> Problem statement:
Transcribe the lines from the start of the data below through the line with "is the single", word for word and nothing more.

________________

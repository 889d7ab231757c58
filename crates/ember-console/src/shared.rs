//! Mutex-guarded console handle for cross-thread ingestion.

use std::sync::Arc;

use ember_ring::Result;
use parking_lot::Mutex;

use crate::log::ConsoleLog;
use crate::message::{ConsoleMessage, Severity};

/// Cheap-to-clone handle serializing all access to a [`ConsoleLog`].
///
/// The log itself is single-threaded; this wrapper is the single
/// mutual-exclusion guard that lets background log writers feed the same
/// buffer a UI thread reads.
#[derive(Clone)]
pub struct SharedConsole {
    inner: Arc<Mutex<ConsoleLog>>,
}

impl SharedConsole {
    /// Create a shared log with the given message capacity.
    ///
    /// # Errors
    ///
    /// Capacity must be a non-zero power of two.
    pub fn new(capacity: usize) -> Result<Self> {
        Ok(Self {
            inner: Arc::new(Mutex::new(ConsoleLog::new(capacity)?)),
        })
    }

    /// Append a message stamped with the current wall-clock time.
    ///
    /// Returns `true` iff an older entry was evicted.
    pub fn push(&self, severity: Severity, text: impl Into<String>) -> bool {
        self.push_message(ConsoleMessage::now(severity, text))
    }

    /// Append a prebuilt message.
    pub fn push_message(&self, message: ConsoleMessage) -> bool {
        self.inner.lock().push(message)
    }

    /// Number of visible messages.
    #[must_use]
    pub fn len(&self) -> usize {
        self.inner.lock().len()
    }

    /// Check whether the log holds no messages.
    #[must_use]
    pub fn is_empty(&self) -> bool {
        self.inner.lock().is_empty()
    }

    /// Total display lines across the visible window.
    #[must_use]
    pub fn total_lines(&self) -> u32 {
        self.inner.lock().total_lines()
    }

    /// Run `reader` against the log while holding the guard.
    ///
    /// Scroll views use this to resolve a visible line range to messages
    /// under a single lock acquisition.
    pub fn read<R>(&self, reader: impl FnOnce(&ConsoleLog) -> R) -> R {
        reader(&self.inner.lock())
    }
}
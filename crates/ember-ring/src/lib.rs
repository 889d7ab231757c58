//! Fixed-capacity ring primitives for the Ember telemetry core.
//!
//! This crate provides the storage building blocks the profiler and
//! console are built on:
//!
//! - [`RingBuffer`]: power-of-two circular container that overwrites its
//!   oldest element once full
//! - [`AveragingBuffer`]: numeric window that precomputes a running
//!   average per inserted sample
//! - [`largest_triangle_three_buckets`]: down-sampling for plot views
//!
//! # Usage
//!
//! ```
//! use ember_ring::{AveragingBuffer, RingBuffer, SampleView};
//!
//! let mut history = RingBuffer::new(4)?;
//! for frame in 0..6 {
//!     history.push(frame);
//! }
//! assert_eq!(history.len(), 4);
//! assert_eq!(history[0], 2); // oldest visible frame
//!
//! let mut frame_ms = AveragingBuffer::new(64);
//! frame_ms.push(16.7_f32);
//! frame_ms.push(16.9_f32);
//! let smoothed = frame_ms.head_value(SampleView::Averaged);
//! assert!(smoothed > 16.7 && smoothed < 16.9);
//! # Ok::<(), ember_ring::RingError>(())
//! ```

mod averaging;
mod downsample;
mod error;
mod ring;

pub use averaging::{AveragingBuffer, Sample, SampleView};
pub use downsample::largest_triangle_three_buckets;
pub use error::{Result, RingError};
pub use ring::RingBuffer;
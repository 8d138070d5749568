//! Tree command - prints every node of a settings file with its mode.

use mathforge::{
    Document,
    render::{NodeView, Renderer, walk},
};

use crate::cli::FileArgs;
use crate::output::{OutputFormat, print_table};

#[derive(Default)]
struct Rows(Vec<Row>);

struct Row {
    container: String,
    kind: String,
    mode: String,
    toggle: bool,
    count: Option<usize>,
    depth: usize,
}

impl Renderer for Rows {
    fn node(&mut self, view: &NodeView<'_>) {
        self.0.push(Row {
            container: view.container.to_string(),
            kind: view.kind.to_string(),
            mode: view.mode.to_string(),
            toggle: view.toggle,
            count: view.controls.count.map(|count| count.value),
            depth: view.depth,
        });
    }
}

/// Run the tree command
pub fn run(args: &FileArgs, format: OutputFormat) -> Result<(), Box<dyn std::error::Error>> {
    let imported = super::import(&args.file)?;
    let document = Document::from_input(imported.input)?;

    let mut rows = Rows::default();
    walk(&document, &mut rows);

    match format {
        OutputFormat::Human => {
            let table: Vec<Vec<String>> = rows
                .0
                .iter()
                .map(|row| {
                    vec![
                        format!("{}{}", "  ".repeat(row.depth), row.kind),
                        row.mode.clone(),
                        if row.toggle { "yes" } else { "-" }.to_string(),
                        row.count.map(|n| n.to_string()).unwrap_or_default(),
                        row.container.clone(),
                    ]
                })
                .collect();
            print_table(&["NODE", "MODE", "TOGGLE", "COUNT", "CONTAINER"], &table);
        }
        OutputFormat::Json => {
            let nodes: Vec<serde_json::Value> = rows
                .0
                .iter()
                .map(|row| {
                    serde_json::json!({
                        "container": row.container,
                        "kind": row.kind,
                        "mode": row.mode,
                        "toggle": row.toggle,
                        "count": row.count,
                        "depth": row.depth,
                    })
                })
                .collect();
            println!("{}", serde_json::to_string(&nodes)?);
        }
    }

    Ok(())
}
//! Per-kind settings containers.
//!
//! A container is the settings shape of one kind plus the operations a presentation
//! layer may invoke on it: field setters returning a new value, node-local
//! normalization, the state of its controls and the fields it keeps across a mode
//! switch. Containers never reach up or down the tree themselves; everything they
//! need to know about their position arrives in a [`NodeContext`].
//!
//! # Core Types
//!
//! - [`Container`] - Node-local behavior of one settings shape
//! - [`NodeContext`] - Where a node sits: its container path, mode and parent
//! - [`Controls`] - What a presentation layer should offer for a node

use crate::{
    defaults::{DefaultTable, ModeDefaults},
    mode::ModeRegistry,
    path::{ContainerPath, Step},
    types::{
        CoefficientRule, CoefficientSettings, CoefficientsSettings, CombinationType,
        EquationSettings, ExpressionSettings, FunctionSettings, InequalitySettings,
        IntervalSettings, MathObjectKind, Mode, PointSettings, RepresentationType, SetSettings,
        Settings, TermSettings, TermsSettings,
    },
};

mod coefficient;
mod coefficients;
mod expression;
mod function;
mod named;
mod relation;
pub mod rules;
mod term;
mod terms;

/// The parent of a node, as seen from the node.
#[derive(Debug, Clone, PartialEq, Eq)]
pub struct ParentContext {
    pub kind: MathObjectKind,
    pub mode: Mode,
    pub path: ContainerPath,
}

/// The position of one node in a document.
#[derive(Debug, Clone)]
pub struct NodeContext<'a> {
    pub defaults: &'a DefaultTable,
    pub modes: &'a ModeRegistry,
    pub path: ContainerPath,
    pub kind: MathObjectKind,
    /// The node's resolved interface mode.
    pub mode: Mode,
    pub parent: Option<ParentContext>,
}

impl<'a> NodeContext<'a> {
    /// The context of a document root.
    pub fn root(
        defaults: &'a DefaultTable,
        modes: &'a ModeRegistry,
        path: ContainerPath,
        kind: MathObjectKind,
    ) -> Self {
        let mode = modes.get_mode(&path);
        Self {
            defaults,
            modes,
            path,
            kind,
            mode,
            parent: None,
        }
    }

    /// The context of the child reached by `step`.
    pub fn child(&self, step: Step, kind: MathObjectKind) -> NodeContext<'a> {
        let path = self.path.child(step);
        let mode = self.modes.get_mode(&path);
        NodeContext {
            defaults: self.defaults,
            modes: self.modes,
            path,
            kind,
            mode,
            parent: Some(ParentContext {
                kind: self.kind,
                mode: self.mode,
                path: self.path.clone(),
            }),
        }
    }

    /// The parent's kind, if any.
    pub fn parent_kind(&self) -> Option<MathObjectKind> {
        self.parent.as_ref().map(|parent| parent.kind)
    }

    /// The parent's mode, or this node's own mode at the root.
    pub fn parent_mode(&self) -> Mode {
        self.parent
            .as_ref()
            .map(|parent| parent.mode)
            .unwrap_or(self.mode)
    }

    /// The default of `C` for this node's mode.
    pub fn default_of<C: Shape>(&self) -> C {
        C::defaults(self.defaults).get(self.mode).clone()
    }
}

/// State of a count input.
#[derive(Debug, Clone, Copy, PartialEq, Eq)]
pub struct CountControl {
    pub value: usize,
    pub min: usize,
    /// The input is shown but refuses edits.
    pub locked: bool,
}

/// What a presentation layer should offer for one node.
#[derive(Debug, Clone, Default, PartialEq, Eq)]
pub struct Controls {
    pub count: Option<CountControl>,
    pub rules_locked: bool,
    pub combination_options: Vec<CombinationType>,
    pub representation_options: Vec<RepresentationType>,
    pub disabled_rules: Vec<CoefficientRule>,
}

/// A settings shape tied to one [`MathObjectKind`].
pub trait Shape: Clone + Into<Settings> + TryFrom<Settings, Error = Settings> {
    /// The kind of node this shape belongs to.
    const KIND: MathObjectKind;

    /// The typed entry for this kind in a default table.
    fn defaults(table: &DefaultTable) -> &ModeDefaults<Self>;
}

macro_rules! shapes {
    ($($variant:ident($shape:ty) => $field:ident),+ $(,)?) => {
        $(
            impl Shape for $shape {
                const KIND: MathObjectKind = MathObjectKind::$variant;

                fn defaults(table: &DefaultTable) -> &ModeDefaults<Self> {
                    table.$field()
                }
            }
        )+
    };
}

shapes! {
    Coefficient(CoefficientSettings) => coefficient,
    Coefficients(CoefficientsSettings) => coefficients,
    Term(TermSettings) => term,
    Terms(TermsSettings) => terms,
    Expression(ExpressionSettings) => expression,
    Function(FunctionSettings) => function,
    Equation(EquationSettings) => equation,
    Inequality(InequalitySettings) => inequality,
    Point(PointSettings) => point,
    Set(SetSettings) => set,
    Interval(IntervalSettings) => interval,
}

/// Node-local behavior of a settings shape.
pub trait Container: Shape {
    /// Restores every node-local invariant. Children are not visited.
    fn normalize(&self, ctx: &NodeContext<'_>) -> Self;

    /// The control state a presentation layer should show.
    fn controls(&self, _ctx: &NodeContext<'_>) -> Controls {
        Controls::default()
    }

    /// Copies the fields that survive a mode switch onto `base`.
    ///
    /// `base` is the default for the new mode. The default keeps nothing.
    fn preserve(&self, base: Self) -> Self {
        base
    }
}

________________

> Response box:
repository 889d7ab231757c58
filename crates/ember-console/src/shared.rs
//! Mutex-guarded console handle for cross-thread ingestion.

use std::sync::Arc;

use ember_ring::Result;
use parking_lot::Mutex;

use crate::log::ConsoleLog;
use crate::message::{ConsoleMessage, Severity};

/// Cheap-to-clone handle serializing all access to a [`ConsoleLog`].
///
/// The log itself is single-threaded; this wrapper is the single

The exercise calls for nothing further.